Wednesday 17 October 2018

Dramatic drop in smoking by Irish teenagers, new study reveals

The historic pattern of teenage girls smoking more than boys no longer exists

Stock image of young person smoking
Stock image of young person smoking
Katherine Donnelly

Katherine Donnelly

There has been a dramatic drop in smoking among Irish teenagers over the past 20 years, a new study shows.

Smoking prevalence –  the measure was whether or not the student had smoked in the previous 30 days  - among 15-16 year olds has declined from 41pc in 1995, to 13pc in 2015.

The other big finding is that the historic pattern of teenage girls smoking more than boys was eliminated in 2015.

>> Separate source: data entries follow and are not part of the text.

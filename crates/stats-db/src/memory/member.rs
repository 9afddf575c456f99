//! In-memory implementation of MemberRepository
//!
//! Mirrors the PostgreSQL schema constraints: unique (identity, period),
//! non-negative counters, ascending surrogate IDs starting at 1. A single lock
//! makes every operation atomic, which stands in for the per-call transaction.

use std::cmp::Reverse;
use std::collections::{BTreeMap, HashMap};

use async_trait::async_trait;
use chrono::{DateTime, Utc};
use parking_lot::Mutex;
use tracing::{debug, instrument};

use stats_core::entities::{CounterDelta, CounterPatch, Member};
use stats_core::error::DomainError;
use stats_core::traits::{MemberRepository, RepoResult};
use stats_core::value_objects::Period;

#[derive(Debug, Default)]
struct Tables {
    last_id: i64,
    rows: BTreeMap<i64, Member>,
    by_identity: HashMap<(String, Period), i64>,
}

impl Tables {
    fn in_period(&self, period: Period) -> impl Iterator<Item = &Member> {
        self.rows.values().filter(move |m| m.period == period)
    }
}

/// Process-local member store
#[derive(Debug, Default)]
pub struct InMemoryMemberRepository {
    tables: Mutex<Tables>,
}

impl InMemoryMemberRepository {
    pub fn new() -> Self {
        Self::default()
    }

    /// Number of stored records across all periods
    pub fn len(&self) -> usize {
        self.tables.lock().rows.len()
    }

    pub fn is_empty(&self) -> bool {
        self.len() == 0
    }

    /// Snapshot of one period's records in ID order
    pub fn members_in(&self, period: Period) -> Vec<Member> {
        self.tables.lock().in_period(period).cloned().collect()
    }
}

#[async_trait]
impl MemberRepository for InMemoryMemberRepository {
    async fn find_by_id(&self, id: i64) -> RepoResult<Member> {
        self.tables
            .lock()
            .rows
            .get(&id)
            .cloned()
            .ok_or(DomainError::MemberNotFound(id))
    }

    async fn find_by_identity(&self, identity: &str, period: Period) -> RepoResult<Member> {
        let tables = self.tables.lock();
        tables
            .by_identity
            .get(&(identity.to_string(), period))
            .and_then(|id| tables.rows.get(id))
            .cloned()
            .ok_or_else(|| DomainError::MemberNotFoundForIdentity {
                identity: identity.to_string(),
                period,
            })
    }

    #[instrument(skip(self))]
    async fn create(
        &self,
        identity: &str,
        period: Period,
        now: DateTime<Utc>,
    ) -> RepoResult<Member> {
        if identity.is_empty() {
            return Err(DomainError::InvalidIdentity);
        }

        let mut tables = self.tables.lock();
        let key = (identity.to_string(), period);
        if tables.by_identity.contains_key(&key) {
            return Err(DomainError::MemberAlreadyExists {
                identity: identity.to_string(),
                period,
            });
        }

        tables.last_id += 1;
        let member = Member::new(tables.last_id, identity, period, now);
        tables.by_identity.insert(key, member.id);
        tables.rows.insert(member.id, member.clone());

        Ok(member)
    }

    #[instrument(skip(self))]
    async fn update(&self, id: i64, patch: CounterPatch, now: DateTime<Utc>) -> RepoResult<Member> {
        let mut tables = self.tables.lock();
        let stored = tables
            .rows
            .get_mut(&id)
            .ok_or(DomainError::MemberNotFound(id))?;

        // Work on a copy so a rejected patch leaves the row untouched
        let mut member = stored.clone();
        member.apply(&patch, now)?;
        *stored = member.clone();

        Ok(member)
    }

    #[instrument(skip(self))]
    async fn adjust(&self, id: i64, delta: CounterDelta, now: DateTime<Utc>) -> RepoResult<Member> {
        let mut tables = self.tables.lock();
        let stored = tables
            .rows
            .get_mut(&id)
            .ok_or(DomainError::MemberNotFound(id))?;

        stored.apply_delta(delta, now);
        Ok(stored.clone())
    }

    #[instrument(skip(self))]
    async fn delete(&self, id: i64) -> RepoResult<()> {
        let mut tables = self.tables.lock();
        match tables.rows.remove(&id) {
            Some(member) => {
                tables.by_identity.remove(&(member.identity, member.period));
            }
            None => debug!(id, "delete of absent member ignored"),
        }
        Ok(())
    }

    async fn most_likes(&self, period: Period) -> RepoResult<Member> {
        self.tables
            .lock()
            .in_period(period)
            .min_by_key(|m| (Reverse(m.received_likes), m.id))
            .cloned()
            .ok_or(DomainError::NoActivity(period))
    }

    async fn most_dislikes(&self, period: Period) -> RepoResult<Member> {
        self.tables
            .lock()
            .in_period(period)
            .min_by_key(|m| (Reverse(m.received_dislikes), m.id))
            .cloned()
            .ok_or(DomainError::NoActivity(period))
    }

    async fn ping(&self) -> RepoResult<()> {
        Ok(())
    }
}
//! Telemetry and tracing setup

mod tracing_setup;

pub use tracing_setup::{try_init_tracing, try_init_tracing_with_config, TracingConfig, TracingError};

The authors of the study, published in the British Medical Journal (BMJ), include Professor Luke Clancy Director of the Tobacco Free Research Institute Ireland, based at Dublin Institute of Technology.

Professor Clancy said the role of increased efforts to highlight the risks involved in smoking and the positive role that parental involvement could make was clear from the results.

“Now that we have established these positive influences, we can examine ways of maximising their impact,” he said.

The study is based on data from the European School Survey Project on Alcohol and Other Drugs Ireland – surveys are conducted every four years - over two decades.

In 1995, smoking prevalence in girls was 45pc and in boys in was 37pc - in 2015, it was down to  about 13pc for both, with slightly fewer girls smoking than boys.

Interventions that reduce smoking prevalence in adults are well established such as price, advertising bans, graphic warnings, plain packaging, health warnings and removal of vending machines.

All of these also help to reduce smoking in young people, but the study looked at some specific factors relevant to the school situation.

Perceived family wealth or family structure, such as single parenthood, were found not to be  significant in whether a 15-16 year old smoked.

Factors identified in teenagers  who were more likely to “light up” were if they had friends who smoked, parents who didn’t know where they were on Saturday nights, had easy access to cigarettes or skipped school.

Prof Clancy said the result of the study suggested  that smoking among 15-16 year olds can achieve the Tobacco Free Ireland strategy of less than 5pc prevalence by 2025,  if tobacco control measures continued to be enforced and strengthened.

“This is now the challenge facing our government and indeed wider society. Close to 6,000 of our citizens die annually from tobacco related disease – we must continue to focus on reducing this dreadful statistic,” he said.